*** Excerpted data ***
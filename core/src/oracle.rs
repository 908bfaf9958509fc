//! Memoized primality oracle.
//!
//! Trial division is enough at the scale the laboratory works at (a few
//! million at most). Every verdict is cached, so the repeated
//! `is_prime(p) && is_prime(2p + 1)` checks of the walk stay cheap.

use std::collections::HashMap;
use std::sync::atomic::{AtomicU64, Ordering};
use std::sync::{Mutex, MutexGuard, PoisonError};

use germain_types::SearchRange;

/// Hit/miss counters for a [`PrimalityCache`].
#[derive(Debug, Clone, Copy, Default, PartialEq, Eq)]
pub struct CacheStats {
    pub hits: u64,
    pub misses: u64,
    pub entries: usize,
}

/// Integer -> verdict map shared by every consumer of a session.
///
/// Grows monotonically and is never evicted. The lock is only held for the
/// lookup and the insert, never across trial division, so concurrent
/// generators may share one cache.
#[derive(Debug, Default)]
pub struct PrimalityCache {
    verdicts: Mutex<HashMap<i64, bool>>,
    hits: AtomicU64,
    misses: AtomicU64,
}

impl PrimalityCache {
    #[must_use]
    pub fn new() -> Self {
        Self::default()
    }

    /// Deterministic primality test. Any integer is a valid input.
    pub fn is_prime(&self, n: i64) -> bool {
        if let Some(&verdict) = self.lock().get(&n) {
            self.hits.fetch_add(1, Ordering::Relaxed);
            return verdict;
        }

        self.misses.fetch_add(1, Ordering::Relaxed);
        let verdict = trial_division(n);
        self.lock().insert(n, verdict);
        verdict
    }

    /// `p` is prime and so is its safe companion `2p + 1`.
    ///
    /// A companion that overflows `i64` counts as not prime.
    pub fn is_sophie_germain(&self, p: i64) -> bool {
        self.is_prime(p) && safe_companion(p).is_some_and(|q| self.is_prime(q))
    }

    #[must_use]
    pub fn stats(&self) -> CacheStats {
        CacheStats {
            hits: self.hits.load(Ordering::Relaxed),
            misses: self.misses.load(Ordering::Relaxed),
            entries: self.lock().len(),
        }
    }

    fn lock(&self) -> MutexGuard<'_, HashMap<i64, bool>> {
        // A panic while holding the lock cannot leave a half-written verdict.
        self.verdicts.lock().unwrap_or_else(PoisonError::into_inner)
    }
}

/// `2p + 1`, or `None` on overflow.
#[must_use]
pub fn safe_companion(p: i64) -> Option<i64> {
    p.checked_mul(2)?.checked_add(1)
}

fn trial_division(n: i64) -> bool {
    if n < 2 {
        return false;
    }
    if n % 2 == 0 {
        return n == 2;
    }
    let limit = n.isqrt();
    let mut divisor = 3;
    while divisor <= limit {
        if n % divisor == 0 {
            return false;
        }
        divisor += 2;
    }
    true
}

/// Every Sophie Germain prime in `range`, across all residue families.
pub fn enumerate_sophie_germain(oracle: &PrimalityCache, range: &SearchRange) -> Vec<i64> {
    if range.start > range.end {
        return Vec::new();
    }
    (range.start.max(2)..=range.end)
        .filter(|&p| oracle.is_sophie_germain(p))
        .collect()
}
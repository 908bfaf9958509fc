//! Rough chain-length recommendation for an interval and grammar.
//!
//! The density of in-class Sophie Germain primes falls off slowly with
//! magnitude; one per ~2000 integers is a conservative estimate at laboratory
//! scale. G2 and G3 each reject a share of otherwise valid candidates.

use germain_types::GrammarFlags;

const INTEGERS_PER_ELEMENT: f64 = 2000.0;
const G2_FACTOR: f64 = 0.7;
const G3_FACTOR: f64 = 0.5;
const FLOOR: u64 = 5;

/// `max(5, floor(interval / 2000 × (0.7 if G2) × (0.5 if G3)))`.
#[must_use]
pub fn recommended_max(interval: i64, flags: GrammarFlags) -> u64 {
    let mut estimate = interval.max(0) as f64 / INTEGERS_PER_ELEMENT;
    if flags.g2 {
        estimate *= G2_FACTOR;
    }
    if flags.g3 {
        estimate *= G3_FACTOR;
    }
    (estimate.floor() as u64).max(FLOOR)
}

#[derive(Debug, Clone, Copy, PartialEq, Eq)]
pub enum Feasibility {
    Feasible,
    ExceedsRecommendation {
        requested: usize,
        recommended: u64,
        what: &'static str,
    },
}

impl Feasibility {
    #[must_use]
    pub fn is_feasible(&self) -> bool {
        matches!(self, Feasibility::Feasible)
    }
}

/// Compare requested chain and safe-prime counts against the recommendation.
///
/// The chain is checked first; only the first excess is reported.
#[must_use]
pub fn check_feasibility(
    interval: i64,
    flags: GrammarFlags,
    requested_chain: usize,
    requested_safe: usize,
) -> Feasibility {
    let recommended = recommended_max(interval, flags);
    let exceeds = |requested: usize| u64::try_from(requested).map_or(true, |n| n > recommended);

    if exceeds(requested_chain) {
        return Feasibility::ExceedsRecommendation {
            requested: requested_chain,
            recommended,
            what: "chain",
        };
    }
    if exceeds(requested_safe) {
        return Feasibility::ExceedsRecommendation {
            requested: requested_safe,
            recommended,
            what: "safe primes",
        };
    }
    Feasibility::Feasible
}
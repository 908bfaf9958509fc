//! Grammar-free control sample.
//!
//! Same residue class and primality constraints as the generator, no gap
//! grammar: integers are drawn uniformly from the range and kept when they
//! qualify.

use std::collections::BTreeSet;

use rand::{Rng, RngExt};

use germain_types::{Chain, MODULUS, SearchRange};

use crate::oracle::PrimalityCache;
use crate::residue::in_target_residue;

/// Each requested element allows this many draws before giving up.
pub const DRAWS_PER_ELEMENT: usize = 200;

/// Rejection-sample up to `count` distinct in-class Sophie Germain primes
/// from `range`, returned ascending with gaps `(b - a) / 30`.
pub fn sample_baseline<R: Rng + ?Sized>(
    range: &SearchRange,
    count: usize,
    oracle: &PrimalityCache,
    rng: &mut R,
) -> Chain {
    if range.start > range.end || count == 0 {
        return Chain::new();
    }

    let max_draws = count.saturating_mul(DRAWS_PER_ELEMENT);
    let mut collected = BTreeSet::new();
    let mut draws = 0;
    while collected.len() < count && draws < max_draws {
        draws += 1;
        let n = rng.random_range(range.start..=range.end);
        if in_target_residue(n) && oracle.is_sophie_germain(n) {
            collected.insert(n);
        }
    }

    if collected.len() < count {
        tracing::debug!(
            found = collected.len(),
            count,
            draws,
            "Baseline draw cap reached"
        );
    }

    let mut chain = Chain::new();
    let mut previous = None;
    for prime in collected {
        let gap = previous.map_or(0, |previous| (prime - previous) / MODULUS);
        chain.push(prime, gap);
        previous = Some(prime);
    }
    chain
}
*** End of Excerpted data ***
Copy the data exactly. Leave nothing out.

filename core/src/oracle.rs
repository 908bfaf9958509fc
//! Memoized primality oracle.
//!
//! Trial division is enough at the scale the laboratory works at (a few
//! million at most). Every verdict is cached, so the repeated
//! `is_prime(p) && is_prime(2p + 1)` checks of the walk stay cheap.

use std::collections::HashMap;
use std::sync::atomic::{AtomicU64, Ordering};
use std::sync::{Mutex, MutexGuard, PoisonError};

use germain_types::SearchRange;

/// Hit/miss counters for a [`PrimalityCache`].
#[derive(Debug, Clone, Copy, Default, PartialEq, Eq)]
pub struct CacheStats {
    pub hits: u64,
    pub misses: u64,
    pub entries: usize,
}

/// Integer -> verdict map shared by every consumer of a session.
///
/// Grows monotonically and is never evicted. The lock is only held for the
/// lookup and the insert, never across trial division, so concurrent
/// generators may share one cache.
#[derive(Debug, Default)]
pub struct PrimalityCache {
    verdicts: Mutex<HashMap<i64, bool>>,
    hits: AtomicU64,
    misses: AtomicU64,
}

impl PrimalityCache {
    #[must_use]
    pub fn new() -> Self {
        Self::default()
    }

    /// Deterministic primality test. Any integer is a valid input.
    pub fn is_prime(&self, n: i64) -> bool {
        if let Some(&verdict) = self.lock().get(&n) {
            self.hits.fetch_add(1, Ordering::Relaxed);
            return verdict;
        }

        self.misses.fetch_add(1, Ordering::Relaxed);
        let verdict = trial_division(n);
        self.lock().insert(n, verdict);
        verdict
    }

    /// `p` is prime and so is its safe companion `2p + 1`.
    ///
    /// A companion that overflows `i64` counts as not prime.
    pub fn is_sophie_germain(&self, p: i64) -> bool {
        self.is_prime(p) && safe_companion(p).is_some_and(|q| self.is_prime(q))
    }

    #[must_use]
    pub fn stats(&self) -> CacheStats {
        CacheStats {
            hits: self.hits.load(Ordering::Relaxed),
            misses: self.misses.load(Ordering::Relaxed),
            entries: self.lock().len(),
        }
    }

    fn lock(&self) -> MutexGuard<'_, HashMap<i64, bool>> {
        // A panic while holding the lock cannot leave a half-written verdict.
        self.verdicts.lock().unwrap_or_else(PoisonError::into_inner)
    }
}

/// `2p + 1`, or `None` on overflow.
#[must_use]
pub fn safe_companion(p: i64) -> Option<i64> {
    p.checked_mul(2)?.checked_add(1)
}

fn trial_division(n: i64) -> bool {
    if n < 2 {
        return false;
    }
    if n % 2 == 0 {
        return n == 2;
    }
    let limit = n.isqrt();
    let mut divisor = 3;
    while divisor <= limit {
        if n % divisor == 0 {
            return false;
        }
        divisor += 2;
    }
    true
}

/// Every Sophie Germain prime in `range`, across all residue families.
pub fn enumerate_sophie_germain(oracle: &PrimalityCache, range: &SearchRange) -> Vec<i64> {
    if range.start > range.end {
        return Vec::new();
    }
    (range.start.max(2)..=range.end)
        .filter(|&p| oracle.is_sophie_germain(p))
        .collect()
}
repository 908bfaf9958509fc
//! Rough chain-length recommendation for an interval and grammar.
//!
//! The density of in-class Sophie Germain primes falls off slowly with
//! magnitude; one per ~2000 integers is a conservative estimate at laboratory
//! scale. G2 and G3 each reject a share of otherwise valid candidates.

use germain_types::GrammarFlags;

const INTEGERS_PER_ELEMENT: f64 = 2000.0;
const G2_FACTOR: f64 = 0.7;
const G3_FACTOR: f64 = 0.5;
const FLOOR: u64 = 5;

/// `max(5, floor(interval / 2000 × (0.7 if G2) × (0.5 if G3)))`.
#[must_use]
pub fn recommended_max(interval: i64, flags: GrammarFlags) -> u64 {
    let mut estimate = interval.max(0) as f64 / INTEGERS_PER_ELEMENT;
    if flags.g2 {
        estimate *= G2_FACTOR;
    }
    if flags.g3 {
        estimate *= G3_FACTOR;
    }
    (estimate.floor() as u64).max(FLOOR)
}

#[derive(Debug, Clone, Copy, PartialEq, Eq)]
pub enum Feasibility {
    Feasible,
    ExceedsRecommendation {
        requested: usize,
        recommended: u64,
        what: &'static str,
    },
}

impl Feasibility {
    #[must_use]
    pub fn is_feasible(&self) -> bool {
        matches!(self, Feasibility::Feasible)
    }
}

/// Compare requested chain and safe-prime counts against the recommendation.
///
/// The chain is checked first; only the first excess is reported.
#[must_use]
pub fn check_feasibility(
    interval: i64,
    flags: GrammarFlags,
    requested_chain: usize,
    requested_safe: usize,
) -> Feasibility {
    let recommended = recommended_max(interval, flags);
    let exceeds = |requested: usize| u64::try_from(requested).map_or(true, |n| n > recommended);

    if exceeds(requested_chain) {
        return Feasibility::ExceedsRecommendation {
            requested: requested_chain,
            recommended,
            what: "chain",
        };
    }
    if exceeds(requested_safe) {
        return Feasibility::ExceedsRecommendation {
            requested: requested_safe,
            recommended,
            what: "safe primes",
        };
    }
    Feasibility::Feasible
}
repository 908bfaf9958509fc
//! Grammar-free control sample.
//!
//! Same residue class and primality constraints as the generator, no gap
//! grammar: integers are drawn uniformly from the range and kept when they
//! qualify.

use std::collections::BTreeSet;

use rand::{Rng, RngExt};

use germain_types::{Chain, MODULUS, SearchRange};

use crate::oracle::PrimalityCache;
use crate::residue::in_target_residue;

/// Each requested element allows this many draws before giving up.
pub const DRAWS_PER_ELEMENT: usize = 200;

/// Rejection-sample up to `count` distinct in-class Sophie Germain primes
/// from `range`, returned ascending with gaps `(b - a) / 30`.
pub fn sample_baseline<R: Rng + ?Sized>(
    range: &SearchRange,
    count: usize,
    oracle: &PrimalityCache,
    rng: &mut R,
) -> Chain {
    if range.start > range.end || count == 0 {
        return Chain::new();
    }

    let max_draws = count.saturating_mul(DRAWS_PER_ELEMENT);
    let mut collected = BTreeSet::new();
    let mut draws = 0;
    while collected.len() < count && draws < max_draws {
        draws += 1;
        let n = rng.random_range(range.start..=range.end);
        if in_target_residue(n) && oracle.is_sophie_germain(n) {
            collected.insert(n);
        }
    }

    if collected.len() < count {
        tracing::debug!(
            found = collected.len(),
            count,
            draws,
            "Baseline draw cap reached"
        );
    }

    let mut chain = Chain::new();
    let mut previous = None;
    for prime in collected {
        let gap = previous.map_or(0, |previous| (prime - previous) / MODULUS);
        chain.push(prime, gap);
        previous = Some(prime);
    }
    chain
}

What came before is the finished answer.